At this point I suspected there was some other configuration issue on the LVS balancers that I had rebooted. There was one remaining LVS balancer for public traffic (lvs1005) that hadn’t been rebooted yet, and 2 for internal traffic. Around 11:30 UTC, I manually copied relevant LVS service configuration to lvs1005, assigned some LVS service IPs to the host and configured a static route on the active router for internal traffic. This quick & dirty hack ensured that at least HTTPS traffic for wikis started to work again, while I could diagnose the underlying problem.

However, lacking any iptables firewalling on these hosts and all routing output looking correct, there was little else I could think of besides rp_filter, so I decided to investigate that again. I found that rp_filter was still enabled despite having manually disabled it before - or so I thought. When I disabled rp_filter for eth0 explicitly, immediately LVS service IP reachability for this balancer was restored. After I manually disabled rp_filter for eth0 for the other balancers, all problems were immediately resolved at 11:44 UTC.
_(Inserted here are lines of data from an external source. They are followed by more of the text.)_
use std::error::Error;
use std::time::Duration;

#[cfg(test)]
pub mod test_com;
#[cfg(test)]
pub use test_com::*;


pub mod driver;
pub use driver::*;

pub mod matcher;
pub use matcher::*;

pub type TransportResult<T> = Result<T, Box<dyn Error + Send + Sync>>;

/// Link to the serial Econet bridge. Delivery order is preserved per sender.
pub trait Transport: Send {
    fn get_name(&self) -> &'static str;

    /// Hands one frame to the bridge for transmission. `extra_scout` carries
    /// additional scout bytes for immediate operations (empty otherwise).
    fn transmit(&mut self, station: u8, network: u8, control_byte: u8, port: u8, data: &[u8], extra_scout: &[u8]) -> TransportResult<TxResult>;

    /// Blocks for at most `timeout` for the next inbound event.
    fn read_event(&mut self, timeout: Duration) -> TransportResult<Option<EconetEvent>>;

    fn disconnect(&mut self) -> TransportResult<()>;
}

#[derive(Debug, Clone, PartialEq, Eq)]
pub struct TxResult {
    pub success: bool,
    pub description: String,
}

impl TxResult {
    pub fn ok() -> Self {
        Self {
            success: true,
            description: "OK".to_string(),
        }
    }

    pub fn failed(description: impl Into<String>) -> Self {
        Self {
            success: false,
            description: description.into(),
        }
    }
}

#[derive(Debug, Clone, PartialEq, Eq)]
pub enum EconetEvent {
    RxTransmit(RxTransmitEvent),
    /// Raw frame seen while the bridge is in monitor mode.
    RxData(Vec<u8>),
    Error(String),
}

/// A scout frame `[dst_stn, dst_net, src_stn, src_net, control, port]` and the
/// data frame that followed it.
#[derive(Debug, Clone, PartialEq, Eq)]
pub struct RxTransmitEvent {
    pub scout_frame: Vec<u8>,
    pub data_frame: Vec<u8>,
}

impl RxTransmitEvent {
    pub fn source_station(&self) -> Option<u8> {
        self.scout_frame.get(2).copied()
    }

    pub fn source_network(&self) -> Option<u8> {
        self.scout_frame.get(3).copied()
    }

    pub fn control_byte(&self) -> Option<u8> {
        self.scout_frame.get(4).copied()
    }

    pub fn port(&self) -> Option<u8> {
        self.scout_frame.get(5).copied()
    }
}
use super::{standard_tx_message, DirectoryHandles, FileServer, FUNC_OBJECT_INFO};
use crate::com::Driver;
use crate::{EconetError, EconetResult};

// Object info ARG values
//    0x01 = read creation date
//    0x02 = read load and execution addresses (8 bytes)
//    0x03 = read size (3 bytes)
//    0x04 = read type/access byte
//    0x05 = read all file attributes
//    0x06 = access/cycle/dir. name of given dir
const ARG_ACCESS: u8 = 0x04;
const ARG_DIR_INFO: u8 = 0x06;

pub const ACCESS_PUBLIC_READ: u8 = 0x01;
pub const ACCESS_PUBLIC_WRITE: u8 = 0x02;
pub const ACCESS_OWNER_READ: u8 = 0x04;
pub const ACCESS_OWNER_WRITE: u8 = 0x08;
pub const ACCESS_LOCKED: u8 = 0x10;
pub const ACCESS_DIRECTORY: u8 = 0x20;

#[derive(Debug, Clone, PartialEq, Eq)]
pub struct AccessInfo {
    pub file_exists: bool,
    pub access: Option<String>,
}

impl AccessInfo {
    pub fn is_dir(&self) -> bool {
        self.access.as_deref().map_or(false, |a| a.contains('D'))
    }
}

#[derive(Debug, Clone, PartialEq, Eq)]
pub struct DirInfo {
    pub dir_name: String,
    pub is_owner: bool,
    pub cycle_num: u8,
}

/// Renders an access byte as e.g. `DLWR/R`.
pub fn access_byte_to_string(access_byte: u8) -> String {
    let flag = |mask: u8, ch: char| if access_byte & mask != 0 { Some(ch) } else { None };
    [
        flag(ACCESS_DIRECTORY, 'D'),
        flag(ACCESS_LOCKED, 'L'),
        flag(ACCESS_OWNER_WRITE, 'W'),
        flag(ACCESS_OWNER_READ, 'R'),
        Some('/'),
        flag(ACCESS_PUBLIC_WRITE, 'W'),
        flag(ACCESS_PUBLIC_READ, 'R'),
    ]
    .into_iter()
    .flatten()
    .collect()
}

impl FileServer {
    fn object_info(&self, driver: &mut Driver, arg: u8, path: &str, handles: &DirectoryHandles) -> EconetResult<Vec<u8>> {
        let mut payload = vec![arg];
        payload.extend_from_slice(format!("{path}\r").as_bytes());
        let msg = standard_tx_message(self.options.reply_port, FUNC_OBJECT_INFO, handles, &payload);
        let reply = self.exchange(driver, None, &msg, "object info command (0x12)")?.check("Object info")?;
        Ok(reply.data)
    }

    /// Reads name, ownership and cycle number of a directory.
    pub fn read_dir_access_object_info(&self, driver: &mut Driver, dir_path: &str, handles: &DirectoryHandles) -> EconetResult<DirInfo> {
        let data = self.object_info(driver, ARG_DIR_INFO, dir_path, handles)?;
        if data.len() < 15 {
            return Err(EconetError::malformed(
                self.station,
                format!("success but not enough data ({} bytes)", data.len()),
            ));
        }
        Ok(DirInfo {
            dir_name: String::from_utf8_lossy(&data[3..13]).trim().to_string(),
            is_owner: data[13] == 0,
            cycle_num: data[14],
        })
    }

    /// Reads whether an object exists and, if so, its access string.
    pub fn read_access_object_info(&self, driver: &mut Driver, path: &str, handles: &DirectoryHandles) -> EconetResult<AccessInfo> {
        let data = self.object_info(driver, ARG_ACCESS, path, handles)?;
        let Some(&exists) = data.first() else {
            return Err(EconetError::malformed(self.station, "success but not enough data (0 bytes)"));
        };
        if exists == 0 {
            return Ok(AccessInfo {
                file_exists: false,
                access: None,
            });
        }
        if data.len() < 3 {
            return Err(EconetError::malformed(
                self.station,
                format!("success but not enough data ({} bytes)", data.len()),
            ));
        }
        Ok(AccessInfo {
            file_exists: true,
            access: Some(access_byte_to_string(data[1])),
        })
    }
}

#[cfg(test)]
mod tests {
    use super::*;

    #[test]
    fn test_access_byte_to_string() {
        assert_eq!("WR/R", access_byte_to_string(0x08 | 0x04 | 0x01));
        assert_eq!("/", access_byte_to_string(0));
        assert_eq!("WR/WR", access_byte_to_string(0x0F));
    }

    #[test]
    fn test_access_byte_dir_locked() {
        let access = access_byte_to_string(0x20 | 0x10 | 0x08 | 0x04 | 0x01);
        assert!(access.starts_with('D'));
        assert!(access.contains('L'));
        assert_eq!("DLWR/R", access);
    }
}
The net effect of this configuration error was that LVS services were broken for _most_ hosts inside of our network after reboot of the respective balancer hosts, but working fine for all external traffic. This implies that most LVS services appeared to work fine from the outside, including any manual tests run across the Internet. But services that internally forward to other services, such as HTTPS (in eqiad), Parsoid and Swift didn’t work.
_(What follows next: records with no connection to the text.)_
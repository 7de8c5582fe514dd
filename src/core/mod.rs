pub mod advisor;
pub mod batch;
pub mod estimator;
pub mod prompt;
pub mod session;

pub use crate::domain::model::{FormInput, PriceEstimate, VehicleAttributes, VehicleForm};
pub use crate::domain::ports::{AdvisoryClient, VariationSource};
pub use crate::utils::error::Result;
use car_price_advisor::utils::error::{AdvisorError, ErrorSeverity};
use car_price_advisor::utils::{logger, validation::Validate};
use car_price_advisor::{
    Advisor, CliConfig, GeminiClient, PriceEstimator, RandomVariation, SessionState, TomlConfig,
};
use clap::Parser;

fn exit_with(e: &AdvisorError) -> ! {
    tracing::error!(
        "❌ {} (Category: {:?}, Severity: {:?})",
        e,
        e.category(),
        e.severity()
    );
    eprintln!("❌ {}", e.user_friendly_message());
    eprintln!("💡 {}", e.recovery_suggestion());

    let exit_code = match e.severity() {
        ErrorSeverity::Low | ErrorSeverity::High => 1,
        ErrorSeverity::Medium => 2,
        ErrorSeverity::Critical => 3,
    };
    std::process::exit(exit_code);
}

fn load_config(config: &CliConfig) -> Result<TomlConfig, AdvisorError> {
    let toml_config = match &config.config {
        Some(path) => {
            tracing::info!("📁 Loading configuration from: {}", path);
            TomlConfig::from_file(path)?
        }
        None => TomlConfig::default(),
    };
    toml_config.validate()?;
    Ok(toml_config)
}

fn build_client(toml_config: &TomlConfig) -> Result<Option<GeminiClient>, AdvisorError> {
    match toml_config.api_key() {
        Some(api_key) => Ok(Some(GeminiClient::new(api_key, &toml_config.advisory)?)),
        None => {
            tracing::warn!("GEMINI_API_KEY is not set; AI tips are unavailable");
            Ok(None)
        }
    }
}

#[tokio::main]
async fn main() -> Result<(), Box<dyn std::error::Error>> {
    dotenvy::dotenv().ok();
    let config = CliConfig::parse();

    logger::init_cli_logger(config.verbose);
    tracing::debug!("CLI config: {:?}", config);

    if let Err(e) = config.validate() {
        exit_with(&e);
    }

    let toml_config = load_config(&config).unwrap_or_else(|e| exit_with(&e));
    let submission = config.submission();

    let client = if submission.tip {
        build_client(&toml_config).unwrap_or_else(|e| exit_with(&e))
    } else {
        None
    };

    let seed = config.seed.or(toml_config.seed());
    let estimator = PriceEstimator::new(RandomVariation::from_seed_option(seed));
    let mut advisor = Advisor::new(estimator, client);

    let state = SessionState::new(config.form_input());
    let state = advisor.submit(&state, submission).await;

    if let Some(price) = state.formatted_prediction() {
        println!("Predicted Price: ${}", price);
    }
    if let Some(tip) = &state.tip {
        println!("\nAI Tip:\n{}", tip);
    }
    if let Some(error) = &state.error {
        eprintln!("❌ {}", error);
        std::process::exit(1);
    }

    Ok(())
}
I traced the underlying problem back to this Puppet change: https://gerrit.wikimedia.org/r/#/c/75087/

This is a big puppet wide change that modularises and improves the handling of sysctl parameter values across our infrastructure. Our LVS balancers rely heavily on specific sysctl settings, including disabling rp_filter. Unfortunately, despite reviews by 3 different people on multiple patch sets, it hadn't been noticed that this patch failed to explicitly set the priority of (at least) the LVS specific sysctl settings. Before, the sysctl priority was set at 50, and now it was at the default of 10 - equal to the priority used by the default Ubuntu sysctl settings. Due to alphabetic naming order, the Ubuntu sysctl file runs last, and reenables rp_filter again.
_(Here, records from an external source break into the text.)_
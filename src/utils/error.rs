use thiserror::Error;

#[derive(Error, Debug)]
pub enum AdvisorError {
    #[error("API request failed: {0}")]
    ApiError(#[from] reqwest::Error),

    #[error("CSV processing error: {0}")]
    CsvError(#[from] csv::Error),

    #[error("IO error: {0}")]
    IoError(#[from] std::io::Error),

    #[error("Serialization error: {0}")]
    SerializationError(#[from] serde_json::Error),

    #[error("Configuration error: {message}")]
    ConfigError { message: String },

    #[error("Configuration validation failed for '{field}': {message}")]
    ConfigValidationError { field: String, message: String },

    #[error("Invalid value '{value}' for '{field}': {reason}")]
    InvalidConfigValueError {
        field: String,
        value: String,
        reason: String,
    },

    #[error("Missing required configuration: {field}")]
    MissingConfigError { field: String },

    #[error("Invalid form field '{field}': {message}")]
    ValidationError { field: String, message: String },

    #[error("Advisory service returned status {status}: {body}")]
    AdvisoryStatusError { status: u16, body: String },

    #[error("Advisory response unusable: {message}")]
    AdvisoryResponseError { message: String },
}

#[derive(Debug, Clone, Copy, PartialEq, Eq)]
pub enum ErrorCategory {
    Network,
    Configuration,
    Validation,
    DataProcessing,
    System,
}

#[derive(Debug, Clone, Copy, PartialEq, Eq, PartialOrd, Ord)]
pub enum ErrorSeverity {
    Low,
    Medium,
    High,
    Critical,
}

impl AdvisorError {
    pub fn category(&self) -> ErrorCategory {
        match self {
            AdvisorError::ApiError(_)
            | AdvisorError::AdvisoryStatusError { .. }
            | AdvisorError::AdvisoryResponseError { .. } => ErrorCategory::Network,
            AdvisorError::ConfigError { .. }
            | AdvisorError::ConfigValidationError { .. }
            | AdvisorError::InvalidConfigValueError { .. }
            | AdvisorError::MissingConfigError { .. } => ErrorCategory::Configuration,
            AdvisorError::ValidationError { .. } => ErrorCategory::Validation,
            AdvisorError::CsvError(_) | AdvisorError::SerializationError(_) => {
                ErrorCategory::DataProcessing
            }
            AdvisorError::IoError(_) => ErrorCategory::System,
        }
    }

    pub fn severity(&self) -> ErrorSeverity {
        match self.category() {
            ErrorCategory::Validation => ErrorSeverity::Low,
            ErrorCategory::Network => ErrorSeverity::Medium,
            ErrorCategory::Configuration | ErrorCategory::DataProcessing => ErrorSeverity::High,
            ErrorCategory::System => ErrorSeverity::Critical,
        }
    }

    pub fn recovery_suggestion(&self) -> String {
        match self {
            AdvisorError::ApiError(_) => {
                "Check your network connection and the advisory endpoint, then try again".to_string()
            }
            AdvisorError::AdvisoryStatusError { status, .. } if *status == 401 || *status == 403 => {
                "Check that GEMINI_API_KEY holds a valid API key".to_string()
            }
            AdvisorError::AdvisoryStatusError { .. } | AdvisorError::AdvisoryResponseError { .. } => {
                "The advisory service could not answer; resubmit the form later".to_string()
            }
            AdvisorError::MissingConfigError { field } => {
                format!("Provide '{}' in the config file or the environment", field)
            }
            AdvisorError::ConfigError { .. }
            | AdvisorError::ConfigValidationError { .. }
            | AdvisorError::InvalidConfigValueError { .. } => {
                "Review the configuration file and command-line flags".to_string()
            }
            AdvisorError::ValidationError { field, .. } => {
                format!("Correct the '{}' field and resubmit", field)
            }
            AdvisorError::CsvError(_) => {
                "Make sure the CSV has a header row with the expected columns".to_string()
            }
            AdvisorError::SerializationError(_) => {
                "The data could not be encoded or decoded as JSON".to_string()
            }
            AdvisorError::IoError(_) => "Check file paths and permissions".to_string(),
        }
    }

    pub fn user_friendly_message(&self) -> String {
        match self.category() {
            ErrorCategory::Network => "Could not reach the advisory service".to_string(),
            ErrorCategory::Configuration => format!("Configuration problem: {}", self),
            ErrorCategory::Validation => self.to_string(),
            ErrorCategory::DataProcessing => format!("Data could not be processed: {}", self),
            ErrorCategory::System => format!("System error: {}", self),
        }
    }

    pub fn validation(field: &str, message: impl Into<String>) -> Self {
        AdvisorError::ValidationError {
            field: field.to_string(),
            message: message.into(),
        }
    }
}

pub type Result<T> = std::result::Result<T, AdvisorError>;

#[cfg(test)]
mod tests {
    use super::*;

    #[test]
    fn test_categories_and_severity() {
        let err = AdvisorError::validation("mileage", "must not be negative");
        assert_eq!(err.category(), ErrorCategory::Validation);
        assert_eq!(err.severity(), ErrorSeverity::Low);

        let err = AdvisorError::MissingConfigError {
            field: "advisory.api_key".to_string(),
        };
        assert_eq!(err.category(), ErrorCategory::Configuration);
        assert!(err.recovery_suggestion().contains("advisory.api_key"));
    }

    #[test]
    fn test_auth_status_suggests_api_key() {
        let err = AdvisorError::AdvisoryStatusError {
            status: 403,
            body: "forbidden".to_string(),
        };
        assert_eq!(err.severity(), ErrorSeverity::Medium);
        assert!(err.recovery_suggestion().contains("GEMINI_API_KEY"));
    }
}
//! Form session state driven by discrete events.
//!
//! `reduce` is pure: it takes the current state by reference and returns the
//! next one. Prediction and tip each own a busy flag and a result slot, so the
//! two operations can be in flight at the same time without touching each
//! other's fields.

use crate::domain::model::{FormField, FormInput};
use serde::{Deserialize, Serialize};

pub const PREDICTION_FAILED_MESSAGE: &str = "Failed to get prediction. Please try again.";
pub const TIP_FAILED_MESSAGE: &str =
    "Failed to get AI tip. Please ensure you have filled the form correctly.";

#[derive(Debug, Clone, PartialEq, Default, Serialize, Deserialize)]
pub struct SessionState {
    pub form: FormInput,
    pub prediction: Option<f64>,
    pub tip: Option<String>,
    pub predicting: bool,
    pub tip_loading: bool,
    pub error: Option<String>,
}

#[derive(Debug, Clone, PartialEq)]
pub enum SessionEvent {
    FieldChanged { field: FormField, value: String },
    PredictionRequested,
    PredictionSucceeded { price: f64 },
    PredictionFailed { cause: String },
    TipRequested,
    TipSucceeded { tip: String },
    TipFailed { cause: String },
}

impl SessionState {
    pub fn new(form: FormInput) -> Self {
        Self {
            form,
            ..Default::default()
        }
    }

    pub fn is_busy(&self) -> bool {
        self.predicting || self.tip_loading
    }

    /// Label shown while an operation runs. The tip wins when both are busy.
    pub fn status_label(&self) -> Option<&'static str> {
        if self.tip_loading {
            Some("Generating Response...")
        } else if self.predicting {
            Some("Predicting...")
        } else {
            None
        }
    }

    pub fn formatted_prediction(&self) -> Option<String> {
        self.prediction.map(|price| format!("{:.2}", price))
    }
}

pub fn reduce(state: &SessionState, event: SessionEvent) -> SessionState {
    let mut next = state.clone();
    match event {
        SessionEvent::FieldChanged { field, value } => {
            next.form = state.form.with_field(field, value);
        }
        SessionEvent::PredictionRequested => {
            next.predicting = true;
            next.prediction = None;
            next.error = None;
        }
        SessionEvent::PredictionSucceeded { price } => {
            next.predicting = false;
            next.prediction = Some(price);
        }
        SessionEvent::PredictionFailed { cause } => {
            tracing::error!("Prediction failed: {}", cause);
            next.predicting = false;
            next.error = Some(PREDICTION_FAILED_MESSAGE.to_string());
        }
        SessionEvent::TipRequested => {
            next.tip_loading = true;
            next.tip = None;
            next.error = None;
        }
        SessionEvent::TipSucceeded { tip } => {
            next.tip_loading = false;
            next.tip = Some(tip);
        }
        SessionEvent::TipFailed { cause } => {
            tracing::error!("AI tip request failed: {}", cause);
            next.tip_loading = false;
            next.error = Some(TIP_FAILED_MESSAGE.to_string());
        }
    }
    next
}

/// Folds a sequence of events into a state.
pub fn replay(state: &SessionState, events: impl IntoIterator<Item = SessionEvent>) -> SessionState {
    events
        .into_iter()
        .fold(state.clone(), |current, event| reduce(&current, event))
}

#[cfg(test)]
mod tests {
    use super::*;

    #[test]
    fn test_field_change_touches_only_the_form() {
        let state = SessionState {
            prediction: Some(12_000.0),
            ..Default::default()
        };
        let next = reduce(
            &state,
            SessionEvent::FieldChanged {
                field: FormField::Brand,
                value: "honda".to_string(),
            },
        );

        assert_eq!(next.form.brand, "honda");
        assert_eq!(next.prediction, Some(12_000.0));
        assert_eq!(state.form.brand, "toyota");
    }

    #[test]
    fn test_prediction_lifecycle() {
        let start = SessionState {
            prediction: Some(1.0),
            error: Some("old".to_string()),
            ..Default::default()
        };

        let pending = reduce(&start, SessionEvent::PredictionRequested);
        assert!(pending.predicting);
        assert_eq!(pending.prediction, None);
        assert_eq!(pending.error, None);
        assert_eq!(pending.status_label(), Some("Predicting..."));

        let done = reduce(&pending, SessionEvent::PredictionSucceeded { price: 36_300.0 });
        assert!(!done.predicting);
        assert_eq!(done.formatted_prediction().as_deref(), Some("36300.00"));
        assert_eq!(done.status_label(), None);
    }

    #[test]
    fn test_failures_show_generic_messages() {
        let state = replay(
            &SessionState::default(),
            [
                SessionEvent::PredictionRequested,
                SessionEvent::PredictionFailed {
                    cause: "mileage: 'abc' is not a number".to_string(),
                },
            ],
        );
        assert_eq!(state.error.as_deref(), Some(PREDICTION_FAILED_MESSAGE));
        assert!(!state.predicting);

        let state = replay(
            &state,
            [
                SessionEvent::TipRequested,
                SessionEvent::TipFailed {
                    cause: "status 500".to_string(),
                },
            ],
        );
        assert_eq!(state.error.as_deref(), Some(TIP_FAILED_MESSAGE));
        assert!(!state.tip_loading);
    }

    #[test]
    fn test_operations_are_independent() {
        let state = replay(
            &SessionState::default(),
            [
                SessionEvent::PredictionRequested,
                SessionEvent::TipRequested,
            ],
        );
        assert!(state.predicting && state.tip_loading);
        assert_eq!(state.status_label(), Some("Generating Response..."));

        let state = reduce(
            &state,
            SessionEvent::TipSucceeded {
                tip: "Check the brakes 🚗".to_string(),
            },
        );
        assert!(state.predicting);
        assert!(!state.tip_loading);
        assert!(state.is_busy());

        let state = reduce(&state, SessionEvent::PredictionSucceeded { price: 20_000.0 });
        assert!(!state.is_busy());
        assert_eq!(state.tip.as_deref(), Some("Check the brakes 🚗"));
        assert_eq!(state.prediction, Some(20_000.0));
    }
}
pub mod adapters;
pub mod config;
pub mod core;
pub mod domain;
pub mod utils;

#[cfg(feature = "cli")]
pub use config::CliConfig;

pub use adapters::GeminiClient;
pub use config::toml_config::TomlConfig;
pub use crate::core::advisor::{Advisor, Submission};
pub use crate::core::estimator::{FixedVariation, PriceEstimator, RandomVariation};
pub use crate::core::session::{reduce, SessionEvent, SessionState};
pub use utils::error::{AdvisorError, Result};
I’ve now corrected this in: https://gerrit.wikimedia.org/r/#/c/110940/

As for sysctl net.conf.ipv4.all.rp_filter, the kernel uses the max() value for {all,interface}, which is not very intuitive. So to reliably turn it off, it needs to be set to 0 everywhere. I've run into this several times before in the past and I should know this, but unfortunately I didn’t think of it immediately, which extended this outage by some 10-15 minutes. :(

Conclusions

  • Never trust sysctl.net.ipv4.conf.all to do what you think it does. It probably doesn’t.
  • Be more careful with assuming fail overs on passive/standby machines succeeded correctly. When they are not in use such is hard to verify and monitoring may not catch everything. In such cases, maintenance on the active part /first/ may actually be better.
  • Big/wide Puppet change sets are bad and risky, no matter how trivial they may seem. Even multiple reviews can fail to spot issues, and these should be implemented and tested step wise on critical systems.


Actionables

Most of the issues addressed (as of 2014-03-19), the rest of the things like are good to haves, not critical.

  • Status:    Not done - We should explicitly monitor some critical sysctl active values on systems.
  • Status:    Not done - LVS testing needs to include internal services testing, and simple TCP port connects may not tell the whole story.
  • Status:    Not done - Check remaining uses of sysctl::parameters and their priorities (Andrew Bogott has committed to handling this).
  • Status:    Not done - We need to reinvestigate the performance impact of ntpd on present day LVS (which was found detrimental on old kernels years ago), or find a solution for maintaining the clocks on these systems if it’s still a problem.